What a great day it was. We had a great turn-out and our own special guest. John Ryder made it in from Iowa to enjoy a few cigars, share some libations, and share some stories! We had a lot of first timers, which was absolutely awesome. I didn't get enough pics of everyone, but I think Matt or Chris did. Mitro and Lok (Mike and Greg) were there first and saved a table for the group and they also had the bar already set-up. 

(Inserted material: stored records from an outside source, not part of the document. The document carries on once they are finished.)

// handlers/protected/assignments.rs - /api/assignments/:id[/...]
//
// Admins act on any assignment, trainers only on their own.

use axum::Extension;
use sqlx::PgPool;

use crate::database::models::{Assignment, Session};
use crate::handlers::RecordId;
use crate::middleware::{ApiResponse, ApiResult, AuthUser, ValidJson};
use crate::services::training_service::{AbandonRequest, ModifyTrainingRequest};
use crate::services::{Mutation, TrainingService};

/// GET /api/assignments/:id
pub async fn assignment_get(
    Extension(pool): Extension<PgPool>,
    user: AuthUser,
    RecordId(id): RecordId,
) -> ApiResult<Assignment> {
    Ok(ApiResponse::success(TrainingService::new(pool).get(&user, id).await?))
}

/// GET /api/assignments/:id/sessions - ordered by session number
pub async fn assignment_sessions_get(
    Extension(pool): Extension<PgPool>,
    user: AuthUser,
    RecordId(id): RecordId,
) -> ApiResult<Vec<Session>> {
    Ok(ApiResponse::success(TrainingService::new(pool).sessions(&user, id).await?))
}

/// PUT /api/assignments/:id/training - change trainer, planned sessions or end date
pub async fn training_put(
    Extension(pool): Extension<PgPool>,
    user: AuthUser,
    RecordId(id): RecordId,
    ValidJson(request): ValidJson<ModifyTrainingRequest>,
) -> ApiResult<Mutation> {
    Ok(ApiResponse::success(TrainingService::new(pool).modify(&user, id, &request).await?))
}

/// POST /api/assignments/:id/finish
pub async fn finish_post(
    Extension(pool): Extension<PgPool>,
    user: AuthUser,
    RecordId(id): RecordId,
) -> ApiResult<Mutation> {
    Ok(ApiResponse::success(TrainingService::new(pool).finish(&user, id).await?))
}

/// POST /api/assignments/:id/abandon
pub async fn abandon_post(
    Extension(pool): Extension<PgPool>,
    user: AuthUser,
    RecordId(id): RecordId,
    ValidJson(request): ValidJson<AbandonRequest>,
) -> ApiResult<Mutation> {
    Ok(ApiResponse::success(TrainingService::new(pool).abandon(&user, id, &request).await?))
}
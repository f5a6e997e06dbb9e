mod common;

use anyhow::Result;
use reqwest::{Method, StatusCode};
use serde_json::{json, Value};

async fn call(method: Method, path: &str, token: Option<String>, body: Option<Value>) -> Result<(StatusCode, Value)> {
    let server = common::ensure_server().await?;
    let mut request = reqwest::Client::new().request(method, server.url(path));
    if let Some(token) = token {
        request = request.bearer_auth(token);
    }
    if let Some(body) = body {
        request = request.json(&body);
    }
    let res = request.send().await?;
    let status = res.status();
    let body = res.json().await.unwrap_or(Value::Null);
    Ok((status, body))
}

#[tokio::test]
async fn admin_routes_reject_trainers() -> Result<()> {
    for (method, path) in [
        (Method::GET, "/api/admin/trainers"),
        (Method::GET, "/api/admin/assignments"),
        (Method::POST, "/api/admin/faculties"),
        (Method::PATCH, "/api/admin/students/3/status"),
    ] {
        let (status, body) = call(method.clone(), path, Some(common::trainer_token(4)), Some(json!({}))).await?;
        assert_eq!(status, StatusCode::FORBIDDEN, "{} {}", method, path);
        assert_eq!(body["code"], "FORBIDDEN");
    }
    Ok(())
}

#[tokio::test]
async fn admin_routes_require_authentication() -> Result<()> {
    let (status, _) = call(Method::GET, "/api/admin/trainers", None, None).await?;
    assert_eq!(status, StatusCode::UNAUTHORIZED);
    Ok(())
}

#[tokio::test]
async fn trainer_routes_reject_admins() -> Result<()> {
    let (status, _) = call(Method::GET, "/api/trainer/assignments", Some(common::admin_token()), None).await?;
    assert_eq!(status, StatusCode::FORBIDDEN);
    Ok(())
}

#[tokio::test]
async fn admin_payloads_are_validated() -> Result<()> {
    let (status, body) = call(
        Method::POST,
        "/api/admin/assignments",
        Some(common::admin_token()),
        Some(json!({
            "student_id": 0,
            "trainer_id": 4,
            "variable_id": 1,
            "planned_sessions": 500
        })),
    )
    .await?;
    assert_eq!(status, StatusCode::BAD_REQUEST);
    assert!(body["field_errors"]["student_id"].is_string());
    assert!(body["field_errors"]["planned_sessions"].is_string());

    let (status, body) = call(
        Method::POST,
        "/api/admin/trainers",
        Some(common::admin_token()),
        Some(json!({
            "first_names": "Lucía",
            "last_names": "Vera",
            "national_id": "1301112223",
            "email": "lucia.vera@uleam.edu.ec",
            "password": "1234"
        })),
    )
    .await?;
    assert_eq!(status, StatusCode::BAD_REQUEST);
    assert!(body["field_errors"]["password"].is_string());
    Ok(())
}

#[tokio::test]
async fn session_actions_validate_their_bodies() -> Result<()> {
    let (status, body) = call(
        Method::POST,
        "/api/sessions/12/abandon",
        Some(common::trainer_token(4)),
        Some(json!({ "reason": "" })),
    )
    .await?;
    assert_eq!(status, StatusCode::BAD_REQUEST);
    assert!(body["field_errors"]["reason"].is_string());

    let (status, _) = call(
        Method::PUT,
        "/api/assignments/7/training",
        Some(common::trainer_token(4)),
        Some(json!({})),
    )
    .await?;
    assert_eq!(status, StatusCode::BAD_REQUEST);
    Ok(())
}

#[tokio::test]
async fn reads_fail_cleanly_without_a_database() -> Result<()> {
    let (status, body) = call(Method::GET, "/api/faculties", Some(common::trainer_token(4)), None).await?;
    assert_eq!(status, StatusCode::SERVICE_UNAVAILABLE);
    assert_eq!(body["success"], false);
    Ok(())
}
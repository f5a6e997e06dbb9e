use sqlx::PgPool;

use crate::database::manager::DatabaseError;
use crate::database::models::LoginRow;

pub struct UserRepository {
    pool: PgPool,
}

impl UserRepository {
    pub fn new(pool: PgPool) -> Self {
        Self { pool }
    }

    /// Credentials are verified inside the database; no row means no match
    pub async fn login(&self, email: &str, password: &str) -> Result<Option<LoginRow>, DatabaseError> {
        let row = sqlx::query_as::<_, LoginRow>(
            "SELECT id_usuario, id_entrenador, nombre, correo, rol FROM usuario_login_uft($1, $2)",
        )
        .bind(email)
        .bind(password)
        .fetch_optional(&self.pool)
        .await?;
        Ok(row)
    }

    pub async fn change_password(
        &self,
        user_id: i32,
        current: &str,
        new: &str,
    ) -> Result<Option<String>, DatabaseError> {
        let message = sqlx::query_scalar::<_, Option<String>>("SELECT usuario_cambiar_contrasena_ufs($1, $2, $3)")
            .bind(user_id)
            .bind(current)
            .bind(new)
            .fetch_one(&self.pool)
            .await?;
        Ok(message)
    }
}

I wish I'd have taken a few more pics, but there's always next time :biggrin:


----------



## CBI (Feb 5, 2008)

Looks like a blast. Oliva has some of the best cigars, especially for the money. Definitely one of my favorite lines. 

Great pics!


----------



## smokinj (Jan 16, 2008)

Looked like a Great time. I also love the Oliva's!


----------



## jitzy (Jan 7, 2007)

absolutely awesome


----------



## mrgatorman (Mar 23, 2007)

that is the best...congrats on what looks to be a spectacular herf...


----------



## Architeuthis (Mar 31, 2007)

Heh... Looks like a fun-time was had. <G>


----------



## sofaman (Jun 20, 2007)

I wish I could have been there it looks like everyone had a great time


----------



## howland1998 (Dec 17, 2007)

Thats what it's all about!


----------



## Deuce Da Masta (Dec 4, 2006)

Nice herf gents. One time, ill have to drive out from michigan!


----------



## Habana-cl (Nov 7, 2007)

WOW Guys wish I could have made it up there. Looks like all had a great time. Thanks for sharing. Flint


----------



## JoeyBear (Jul 31, 2007)

deuce said:


> Nice herf gents. One time, ill have to drive out from michigan!


You've got a place to stay if you wanna come out this way


----------



## Deuce Da Masta (Dec 4, 2006)

JoeyBear said:


> You've got a place to stay if you wanna come out this way


awesome. thanks perhaps this summer we can see about that!


----------



## LkyLindy (Feb 1, 2008)

Shweet-

We need more herfs here in NY


----------



## JoeyBear (Jul 31, 2007)

On the plus side, Kenny had $5 raffles for Oliva 7 smoke samplers and I won one. Cost me $70 in total raffles to finally win a raffle, though :brick:


----------



## Itsme-Speedy-G (Aug 20, 2007)

if it wasn't for the whole distance thing, I would have been there


----------



## Matt257 (Jan 3, 2008)

Looks like an awesome time!!


----------



## canney (Sep 2, 2007)

glad y'all had a good time


----------



## DOZER (Sep 30, 2007)

Looks like a lot of fun. Thanks for sharing.


----------



## GreySmoke (Jan 11, 2008)

Wish I could have made it..looks like a really good time.


----------



## baboruger (Jun 18, 2007)

I was a great time, I think there were 11 of us from CL there. Vice took the group picture.


----------



## Chubno (Dec 11, 2006)

deuce said:


> awesome. thanks perhaps this summer we can see about that!


I'll need to hook up with you and we both can drive out of Michigan.


----------



## doblemaduro (Jun 24, 2007)

As I said in another post, I'm sorry I missed it. I would have loved to have been there. I'll try and keep up with the herf events posted. Thanks for the pictures JB.


----------



## chubzerous (Jun 9, 2007)

That is what herfing should look like.


----------



## JohnR (Apr 1, 2007)

I had a blast meeting the Illinois Brigade. Now, sure, it can be intimidating to meet celebrities like myself, but I think they all did a great job of "acting natural" in the presence of my amazing star power.


----------



## mitro-cl (Jul 5, 2007)

You were there? Oh... thats right.


----------



## Doogie (Oct 15, 2007)

thanks for the photos.


----------



## karmaz00 (Dec 5, 2007)

looks like a blast


----------



## vicegrips.ceo. (Dec 14, 2007)

*nice pics guys. i had a great time. lets do it again!*


----------



## Barndog (Feb 1, 2008)

Vicegrips Nice avatar.


----------



## Cypress (Jun 27, 2007)

Nice pics guys.


----------